REQUIRED WORK: Start with the first line of the material. Repeat each line exactly through the one that contains "pub enum LauncherError".

PROVIDED DATA:
────────────────────
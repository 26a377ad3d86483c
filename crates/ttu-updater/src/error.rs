//! Error types for the update-and-launch flow.

use thiserror::Error;

/// Errors that can occur while checking, downloading, installing or launching.
#[derive(Debug, Clone, Error)]
#[non_exhaustive]
pub enum LauncherError {
    /// The running platform has no install profile.
    #[error("unsupported platform: {0}")]
    UnsupportedPlatform(String),

    /// A request to the version or connectivity endpoint failed.
    #[error("network error: {0}")]
    Network(String),

    /// Reading or writing a local file failed.
    #[error("I/O error: {0}")]
    Io(String),

    /// The archive transfer failed mid-stream or returned a bad status.
    #[error("download error: {0}")]
    Download(String),

    /// The archive could not be unpacked into the install directory.
    #[error("archive extraction error: {0}")]
    Extract(String),

    /// The installed executable could not be started.
    #[error("failed to start executable: {0}")]
    Spawn(String),

    /// Failed to parse a JSON response.
    #[error("JSON parse error: {0}")]
    JsonParse(String),

    /// Settings could not be read or written.
    #[error("configuration error: {0}")]
    Config(String),

    /// Another run is already in flight.
    #[error("a run is already in progress")]
    RunInProgress,
}

impl LauncherError {
    /// Returns a user-friendly error message suitable for display in the UI.
    #[must_use]
    pub fn user_message(&self) -> &str {
        match self {
            Self::UnsupportedPlatform(_) => "This platform is not supported.",
            Self::Network(_) => "No Internet Connection",
            Self::Io(_) => "Could not access the game files.",
            Self::Download(_) => "Failed to download update!",
            Self::Extract(_) => "Failed to extract update!",
            Self::Spawn(_) => "Failed to start the game!",
            Self::RunInProgress => "The game is already starting.",
            Self::JsonParse(_) | Self::Config(_) => "An unexpected error occurred.",
        }
    }

    /// Returns whether the run can continue on the degraded "launch existing
    /// install" path after this error.
    #[must_use]
    pub fn is_recoverable(&self) -> bool {
        matches!(self, Self::Network(_))
    }
}

impl From<reqwest::Error> for LauncherError {
    fn from(err: reqwest::Error) -> Self {
        Self::Network(err.to_string())
    }
}

impl From<std::io::Error> for LauncherError {
    fn from(err: std::io::Error) -> Self {
        Self::Io(err.to_string())
    }
}

impl From<serde_json::Error> for LauncherError {
    fn from(err: serde_json::Error) -> Self {
        Self::JsonParse(err.to_string())
    }
}

impl From<zip::result::ZipError> for LauncherError {
    fn from(err: zip::result::ZipError) -> Self {
        Self::Extract(err.to_string())
    }
}

/// Result type alias for launcher operations.
pub type Result<T> = std::result::Result<T, LauncherError>;

#[cfg(test)]
mod tests {
    use super::*;

    #[test]
    fn test_user_messages() {
        let err = LauncherError::Network("connection refused".to_string());
        assert_eq!(err.user_message(), "No Internet Connection");

        let err = LauncherError::Download("truncated".to_string());
        assert!(err.user_message().contains("download"));

        let err = LauncherError::Spawn("permission denied".to_string());
        assert!(err.user_message().contains("start the game"));
    }

    #[test]
    fn test_recoverable() {
        assert!(LauncherError::Network("timeout".to_string()).is_recoverable());
        assert!(!LauncherError::Download("reset".to_string()).is_recoverable());
        assert!(!LauncherError::Extract("corrupt".to_string()).is_recoverable());
        assert!(!LauncherError::UnsupportedPlatform("linux".to_string()).is_recoverable());
    }

    #[test]
    fn test_io_conversion() {
        let io = std::io::Error::new(std::io::ErrorKind::NotFound, "missing");
        let err: LauncherError = io.into();
        assert!(matches!(err, LauncherError::Io(_)));
    }
}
────────────────────
YOUR RESPONSE:
repository 26a377ad3d86483c
filename crates/ttu-updater/src/error.rs
//! Error types for the update-and-launch flow.

use thiserror::Error;

/// Errors that can occur while checking, downloading, installing or launching.
#[derive(Debug, Clone, Error)]
#[non_exhaustive]
pub enum LauncherError {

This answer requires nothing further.